(by Dustin Putman
2001's "Shrek." 2004's "Shrek 2." 2004's "Shark Tale." 2005's "Madagascar." 2007's "Shrek the Third." 2007's "Bee Movie." Dreamworks Animation SKG has never met a flash-in-the-pan pop-culture reference or modern sarcastic aside it didn't like. Whereas Pixar has always focused on creating enduring, original and heartfelt animated features for timeless generations, Dreamworks has concentrated on making money by creating films that may please mainstream viewers of today, but will quickly become outdated and have little longevity. In a change of pace, the studio's latest effort, "How to Train Your Dragon," foregoes the snarkiness and replaces it was a literally high-flying adventure tale. The concentration isn't on comedy—and thank goodness there are no farting dragon jokes—but on the drama that comes with an underdog going against the grain and standing up for what he believes in. Article continues below
On the Island of Berk, located just outside the Meridian of Miseries, lives a community of Vikings who must share their land with a population of dragons. For three hundred years, their relationship with the deadly winged creatures has been antagonistic, to say the least, the slaying of one looked upon as a teenager's rite of passage. For Hiccup (voiced by Jay Baruchel), son of the imposing, horned-helmet-wearing Stoick the Vast (Gerard Butler), he yearns to fit in with his peers, including the adventurous, pretty Astrid (America Ferrera) and roughhousing twins Ruffnut (Kristen Wiig) and Tuffnut (T.J. Miller). The only trouble? He has come face to face with a Night Fury, the sneakiest and most dangerous of the dragon breeds, and seen just how gentle they can be when people aren't shooting arrows at them. Forced to go into Dragon Training school and prepare for battle even as he has befriended the Night Fury and named him Toothless, Hiccup is torn between following the expectations of his people and breaking tradition for what he knows is right.

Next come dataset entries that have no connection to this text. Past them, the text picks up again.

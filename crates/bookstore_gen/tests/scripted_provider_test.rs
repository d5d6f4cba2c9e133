//! Generator and defect injection driven by a scripted provider, so every
//! Bernoulli and uniform draw is known up front.

use bookstore_gen::defects::{inject_customer_defects, null_order_details};
use bookstore_gen::{
    Customer, DataProvider, DefectPolicy, DefectReport, Gender, Generator, GeneratorConfig,
    OrderDetail, Variant,
};
use chrono::NaiveDate;
use std::collections::{HashSet, VecDeque};

/// Returns queued values where scripted, fixed fallbacks otherwise.
#[derive(Default)]
struct ScriptedProvider {
    emails: VecDeque<String>,
    chances: VecDeque<bool>,
    ints: VecDeque<i64>,
    indices: VecDeque<usize>,
    names: usize,
}

impl DataProvider for ScriptedProvider {
    fn name(&mut self) -> String {
        self.names += 1;
        format!("Person {}", self.names)
    }

    fn email(&mut self) -> String {
        self.emails
            .pop_front()
            .unwrap_or_else(|| "same@example.com".to_string())
    }

    fn address(&mut self) -> String {
        "1 Main St\nSpringfield, IL 62701".to_string()
    }

    fn city(&mut self) -> String {
        "Springfield".to_string()
    }

    fn state_abbr(&mut self) -> String {
        "IL".to_string()
    }

    fn zipcode(&mut self) -> String {
        "62701".to_string()
    }

    fn sentence(&mut self) -> String {
        "A tale of two tests.".to_string()
    }

    fn country(&mut self) -> String {
        "Norway".to_string()
    }

    fn random_int(&mut self, min: i64, max: i64) -> i64 {
        self.ints.pop_front().unwrap_or(min).clamp(min, max)
    }

    fn random_float(&mut self, min: f64, _max: f64) -> f64 {
        min
    }

    fn chance(&mut self, _probability: f64) -> bool {
        self.chances.pop_front().unwrap_or(false)
    }

    fn random_index(&mut self, len: usize) -> usize {
        self.indices.pop_front().unwrap_or(0) % len
    }
}

fn config(count: usize, variant: Variant) -> GeneratorConfig {
    GeneratorConfig {
        count,
        reference_max: 5,
        as_of: NaiveDate::from_ymd_opt(2024, 3, 1).unwrap(),
        variant,
        defects: DefectPolicy::default(),
    }
}

fn customer(email: &str) -> Customer {
    Customer {
        name: "Jo".to_string(),
        email: Some(email.to_string()),
        age: 30,
        gender: Gender::Female,
        address: Some("1 Main St".to_string()),
        city: "Springfield".to_string(),
        state: "IL".to_string(),
        zipcode: Some("62701".to_string()),
    }
}

#[test]
fn clean_emails_stay_distinct_when_provider_repeats() {
    let mut generator = Generator::new(ScriptedProvider::default(), config(3, Variant::Clean));
    let customers = generator.generate_customers();

    let emails: HashSet<_> = customers
        .iter()
        .map(|c| c.email.clone().unwrap())
        .collect();
    assert_eq!(emails.len(), 3);
    assert!(emails.contains("same@example.com"));
    assert!(emails.iter().all(|e| e.ends_with("@example.com")));
}

#[test]
fn dirty_customers_keep_raw_emails_until_injection() {
    let mut generator = Generator::new(ScriptedProvider::default(), config(3, Variant::Dirty));
    let customers = generator.generate_customers();

    assert!(customers
        .iter()
        .all(|c| c.email.as_deref() == Some("same@example.com")));
}

#[test]
fn customer_defects_follow_scripted_trials() {
    let mut customers = vec![
        customer("a@x.com"),
        customer("a@x.com"),
        customer("b@x.com"),
        customer("a@x.com"),
    ];
    // (email trial, address trial) per customer
    let mut provider = ScriptedProvider {
        chances: [false, false, true, false, false, true, false, false]
            .into_iter()
            .collect(),
        ..Default::default()
    };
    let mut report = DefectReport::default();

    inject_customer_defects(
        &mut provider,
        &mut customers,
        &DefectPolicy::default(),
        &mut report,
    );

    assert_eq!(customers[0].email.as_deref(), Some("a@x.com"));
    assert_eq!(customers[1].email, None);
    assert_eq!(customers[2].email.as_deref(), Some("b@x.com"));
    assert_eq!(customers[2].address, None);
    assert_eq!(customers[2].zipcode, None);
    assert_eq!(customers[3].email, None);
    assert!(customers[3].address.is_some());

    assert_eq!(report.emails_nulled_by_rate, 1);
    assert_eq!(report.emails_nulled_by_collision, 1);
    assert_eq!(report.addresses_nulled, 1);
}

#[test]
fn rate_nulled_email_does_not_block_later_duplicate() {
    let mut customers = vec![customer("a@x.com"), customer("a@x.com")];
    let mut provider = ScriptedProvider {
        chances: [true, false, false, false].into_iter().collect(),
        ..Default::default()
    };
    let mut report = DefectReport::default();

    inject_customer_defects(
        &mut provider,
        &mut customers,
        &DefectPolicy::default(),
        &mut report,
    );

    assert_eq!(customers[0].email, None);
    assert_eq!(customers[1].email.as_deref(), Some("a@x.com"));
    assert_eq!(report.emails_nulled_by_collision, 0);
}

#[test]
fn detail_positions_drawn_with_replacement() {
    let mut details: Vec<OrderDetail> = (1..=4)
        .map(|id| OrderDetail::new(id, 1, 1, 10.0))
        .collect();
    let mut provider = ScriptedProvider {
        indices: [2, 2, 0].into_iter().collect(),
        ..Default::default()
    };

    let (draws, nulled) = null_order_details(&mut provider, &mut details, 3);

    assert_eq!(draws, 3);
    assert_eq!(nulled, 2);
    assert!(details[0].is_null());
    assert!(!details[1].is_null());
    assert!(details[2].is_null());
    assert!(!details[3].is_null());
}

#[test]
fn order_dates_use_scripted_offsets() {
    let mut provider = ScriptedProvider::default();
    // days_back then customer reference, per order
    provider.ints = [1, 3, 365, 2].into_iter().collect();
    let mut generator = Generator::new(provider, config(2, Variant::Clean));

    let orders = generator.generate_orders();

    assert_eq!(orders[0].order_date, NaiveDate::from_ymd_opt(2024, 2, 29).unwrap());
    assert_eq!(orders[0].customer_id, 3);
    assert_eq!(orders[1].order_date, NaiveDate::from_ymd_opt(2023, 3, 2).unwrap());
    assert_eq!(orders[1].customer_id, 2);
}

#[test]
fn dirty_generation_appends_and_blanks() {
    let mut generator = Generator::new(ScriptedProvider::default(), config(60, Variant::Dirty));
    let dataset = generator.generate();
    let report = dataset.defects.clone().unwrap();

    assert_eq!(dataset.orders.len(), 110);
    assert_eq!(report.orders_appended, 50);
    assert_eq!(dataset.orders[60].order_id, 61);
    assert_eq!(dataset.orders[60].customer_id, dataset.orders[0].customer_id);

    // every scripted index is 0, so only the first row is blanked
    assert_eq!(report.detail_draws, 50);
    assert_eq!(report.detail_rows_nulled, 1);
    assert!(dataset.order_details[0].is_null());

    // all emails identical and no rate trial fires: only the first survives
    assert_eq!(report.emails_nulled_by_collision, 59);
    assert_eq!(
        dataset.customers.iter().filter(|c| c.email.is_some()).count(),
        1
    );
}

Based on the book by Cressida Cowell and adapted for the screen by writing-directing partners Dean DuBlois and Chris Sanders (2002's "Lilo & Stitch"), "How to Train Your Dragon" is first and foremost a computer-animated spectacle, a Norse-gothic wonderland of choppy seas, fog-drenched forests, and rocky cliffs and shorelines. Looking far better—and more visually pleasing—than the ugly, fakey recent live-action/CG amalgamation "Alice in Wonderland," the film proves that settings of this sort can be gloomy and foreboding without looking murky and unappetizing. Furthermore, the flying sequences, with the dragons sweeping across water and land at deliriously quick speeds, are thrilling to behold.

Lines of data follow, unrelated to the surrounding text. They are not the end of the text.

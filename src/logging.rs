//! Diagnostic logging to stderr.

use tracing_subscriber::EnvFilter;

/// Default filter directive for a `-v` count
pub fn default_directive(verbosity: u8) -> &'static str {
    match verbosity {
        0 => "warn",
        1 => "debug",
        _ => "trace",
    }
}

/// Install the global subscriber. `RUST_LOG` wins over the `-v` count.
///
/// Calling this more than once is harmless; later calls are ignored.
pub fn init(verbosity: u8) {
    let filter = EnvFilter::try_from_default_env()
        .unwrap_or_else(|_| EnvFilter::new(default_directive(verbosity)));

    let _ = tracing_subscriber::fmt()
        .with_env_filter(filter)
        .with_writer(std::io::stderr)
        .with_target(false)
        .try_init();
}
//! Schema model for the bookstore tables.
//!
//! Describes the five tables, their keys and their reference columns. The
//! storage layer renders this model to DDL; the generator uses it for the
//! column order of each table.

use std::collections::HashMap;

/// SQL data types used by the bookstore schema
#[derive(Debug, Clone, Copy, PartialEq)]
pub enum SqlType {
    /// Surrogate integer key filled by the database
    Serial,
    /// 64-bit integer
    Integer,
    /// Unlimited text
    Text,
    /// Double precision float
    Real,
    /// Date only
    Date,
}

impl SqlType {
    /// Returns the DuckDB type string
    pub fn to_duckdb(&self) -> &'static str {
        match self {
            SqlType::Serial => "INTEGER",
            SqlType::Integer => "INTEGER",
            SqlType::Text => "VARCHAR",
            SqlType::Real => "DOUBLE",
            SqlType::Date => "DATE",
        }
    }
}

/// What the loader does when a row hits a uniqueness constraint
#[derive(Debug, Clone, Copy, PartialEq, Eq, Default)]
pub enum ConflictPolicy {
    /// Fail the load
    #[default]
    Abort,
    /// Silently skip the row
    Ignore,
}

/// Foreign key reference
#[derive(Debug, Clone, PartialEq)]
pub struct ForeignKey {
    pub to_table: String,
    pub to_column: String,
}

/// Column definition
#[derive(Debug, Clone)]
pub struct Column {
    pub name: String,
    pub sql_type: SqlType,
    pub unique: bool,
    pub foreign_key: Option<ForeignKey>,
}

impl Column {
    pub fn new(name: impl Into<String>, sql_type: SqlType) -> Self {
        Self {
            name: name.into(),
            sql_type,
            unique: false,
            foreign_key: None,
        }
    }

    pub fn unique(mut self) -> Self {
        self.unique = true;
        self
    }

    pub fn references(mut self, table: impl Into<String>, column: impl Into<String>) -> Self {
        self.foreign_key = Some(ForeignKey {
            to_table: table.into(),
            to_column: column.into(),
        });
        self
    }
}

/// Table definition
#[derive(Debug, Clone)]
pub struct Table {
    pub name: String,
    pub columns: Vec<Column>,
    /// Primary key columns (composite keys list more than one)
    pub primary_key: Vec<String>,
    /// Multi-column uniqueness constraints
    pub unique_constraints: Vec<Vec<String>>,
    pub on_conflict: ConflictPolicy,
}

impl Table {
    pub fn new(name: impl Into<String>) -> Self {
        Self {
            name: name.into(),
            columns: Vec::new(),
            primary_key: Vec::new(),
            unique_constraints: Vec::new(),
            on_conflict: ConflictPolicy::Abort,
        }
    }

    pub fn column(mut self, col: Column) -> Self {
        self.columns.push(col);
        self
    }

    pub fn primary_key(mut self, columns: &[&str]) -> Self {
        self.primary_key = columns.iter().map(|c| c.to_string()).collect();
        self
    }

    pub fn unique(mut self, columns: &[&str]) -> Self {
        self.unique_constraints
            .push(columns.iter().map(|c| c.to_string()).collect());
        self
    }

    pub fn on_conflict(mut self, policy: ConflictPolicy) -> Self {
        self.on_conflict = policy;
        self
    }

    /// Get all foreign key relationships
    pub fn foreign_keys(&self) -> Vec<(&str, &ForeignKey)> {
        self.columns
            .iter()
            .filter_map(|c| c.foreign_key.as_ref().map(|fk| (c.name.as_str(), fk)))
            .collect()
    }

    /// Whether any column or column group is declared UNIQUE
    pub fn has_unique_constraint(&self) -> bool {
        !self.unique_constraints.is_empty() || self.columns.iter().any(|c| c.unique)
    }

    /// Columns supplied by the generator, in insert order.
    ///
    /// Serial columns are left to the database.
    pub fn insert_columns(&self) -> Vec<&str> {
        self.columns
            .iter()
            .filter(|c| c.sql_type != SqlType::Serial)
            .map(|c| c.name.as_str())
            .collect()
    }
}

/// Complete schema definition
#[derive(Debug, Clone, Default)]
pub struct Schema {
    pub tables: Vec<Table>,
    table_index: HashMap<String, usize>,
}

impl Schema {
    pub fn new() -> Self {
        Self::default()
    }

    pub fn table(mut self, table: Table) -> Self {
        let idx = self.tables.len();
        self.table_index.insert(table.name.clone(), idx);
        self.tables.push(table);
        self
    }

    pub fn get_table(&self, name: &str) -> Option<&Table> {
        self.table_index.get(name).map(|&idx| &self.tables[idx])
    }

    /// Get tables in topological order (referenced tables first)
    pub fn tables_in_order(&self) -> Vec<&Table> {
        let mut visited = vec![false; self.tables.len()];
        let mut result = Vec::with_capacity(self.tables.len());

        fn visit<'a>(
            idx: usize,
            tables: &'a [Table],
            table_index: &HashMap<String, usize>,
            visited: &mut [bool],
            result: &mut Vec<&'a Table>,
        ) {
            if visited[idx] {
                return;
            }
            visited[idx] = true;

            for (_, fk) in tables[idx].foreign_keys() {
                if let Some(&dep_idx) = table_index.get(&fk.to_table) {
                    visit(dep_idx, tables, table_index, visited, result);
                }
            }

            result.push(&tables[idx]);
        }

        for idx in 0..self.tables.len() {
            visit(
                idx,
                &self.tables,
                &self.table_index,
                &mut visited,
                &mut result,
            );
        }

        result
    }
}

pub const AUTHORS: &str = "authors";
pub const BOOKS: &str = "books";
pub const CUSTOMERS: &str = "customers";
pub const ORDERS: &str = "orders";
pub const ORDER_DETAILS: &str = "order_details";

/// The fixed bookstore schema.
pub fn bookstore_schema() -> Schema {
    Schema::new()
        .table(
            Table::new(AUTHORS)
                .column(Column::new("author_id", SqlType::Serial))
                .column(Column::new("author_name", SqlType::Text))
                .column(Column::new("nationality", SqlType::Text))
                .column(Column::new("birth_year", SqlType::Integer))
                .primary_key(&["author_id"])
                .unique(&["author_name", "nationality"])
                .on_conflict(ConflictPolicy::Ignore),
        )
        .table(
            Table::new(BOOKS)
                .column(Column::new("book_id", SqlType::Serial))
                .column(Column::new("title", SqlType::Text))
                .column(Column::new("genre", SqlType::Text))
                .column(Column::new("publication_year", SqlType::Integer))
                .column(Column::new("author_id", SqlType::Integer).references(AUTHORS, "author_id"))
                .column(Column::new("price", SqlType::Real))
                .primary_key(&["book_id"]),
        )
        .table(
            Table::new(CUSTOMERS)
                .column(Column::new("customer_id", SqlType::Serial))
                .column(Column::new("customer_name", SqlType::Text))
                .column(Column::new("email", SqlType::Text).unique())
                .column(Column::new("age", SqlType::Integer))
                .column(Column::new("gender", SqlType::Text))
                .column(Column::new("address", SqlType::Text))
                .column(Column::new("city", SqlType::Text))
                .column(Column::new("state", SqlType::Text))
                .column(Column::new("zipcode", SqlType::Text))
                .primary_key(&["customer_id"]),
        )
        .table(
            Table::new(ORDERS)
                .column(Column::new("order_id", SqlType::Integer))
                .column(
                    Column::new("customer_id", SqlType::Integer)
                        .references(CUSTOMERS, "customer_id"),
                )
                .column(Column::new("order_date", SqlType::Date))
                .column(Column::new("total_amount", SqlType::Real))
                .primary_key(&["order_id"]),
        )
        .table(
            Table::new(ORDER_DETAILS)
                .column(Column::new("order_id", SqlType::Integer).references(ORDERS, "order_id"))
                .column(Column::new("book_id", SqlType::Integer).references(BOOKS, "book_id"))
                .column(Column::new("quantity", SqlType::Integer))
                .column(Column::new("unit_price", SqlType::Real))
                .primary_key(&["order_id", "book_id"]),
        )
}
//! Schema command: print the DDL the loader creates.

use anyhow::Result;
use bookstore_gen::bookstore_schema;
use bookstore_seed::store::create_statements;

pub fn run(enforce_foreign_keys: bool) -> Result<()> {
    let statements = create_statements(&bookstore_schema(), enforce_foreign_keys);
    println!("{}", statements.join("\n\n"));
    Ok(())
}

As for the story and its morals, things are on more conventional footing. In essence a "boy-and-his-dog" tale with a reptile in place of the canine, the relationship between Hiccup and Toothless is low-key and cute, if not wholly emotionally involving. Because the dragons are unpredictable wild guns, one could imagine Hiccup making a wrong move and Toothless torching him with his fire breath. Still, with the dragons wisely never speaking and Hiccup sounding a bit whiny in his vocal inflections—Jay Baruchel (2010's "She's Out of My League") might not have been the ideal candidate for the role—it's nice to see a human-animal bond in an animated film that relies on action and behavior over dialogue to make its point. As for the movie's messages about bravery, acceptance, and the importance of not jumping to conclusions and fearing what we do not know, they are well-stated with overreaching.
"How to Train Your Dragon" will be a crowd-pleaser, but to what level they'll be pleased depends on their age, the amount of films they have seen with similar formulaic plotting, and how cinematically discriminating they are. The side characters, from Hiccup's classmates to Stoick and his fellow Viking men, are rather bland types, never working their way into the viewer's heart. The second act, with too many training and battle scenes, become repetitive. The main focus on hero Hiccup and unorthodox friend Toothless works, however, second in noteworthiness behind the sheer aesthetic beauty of it all. Additionally, and without giving anything away, a key development at the end dares to be different and surprises in its statement that, yes, even kids in animated movies are not one hundred percent invincible. "How to Train Your Dragon" isn't groundbreaking by any means, but it is an early sign that Dreamworks Animation SKG, like Pixar before them, are expanding their vision and finally, perhaps, growing up.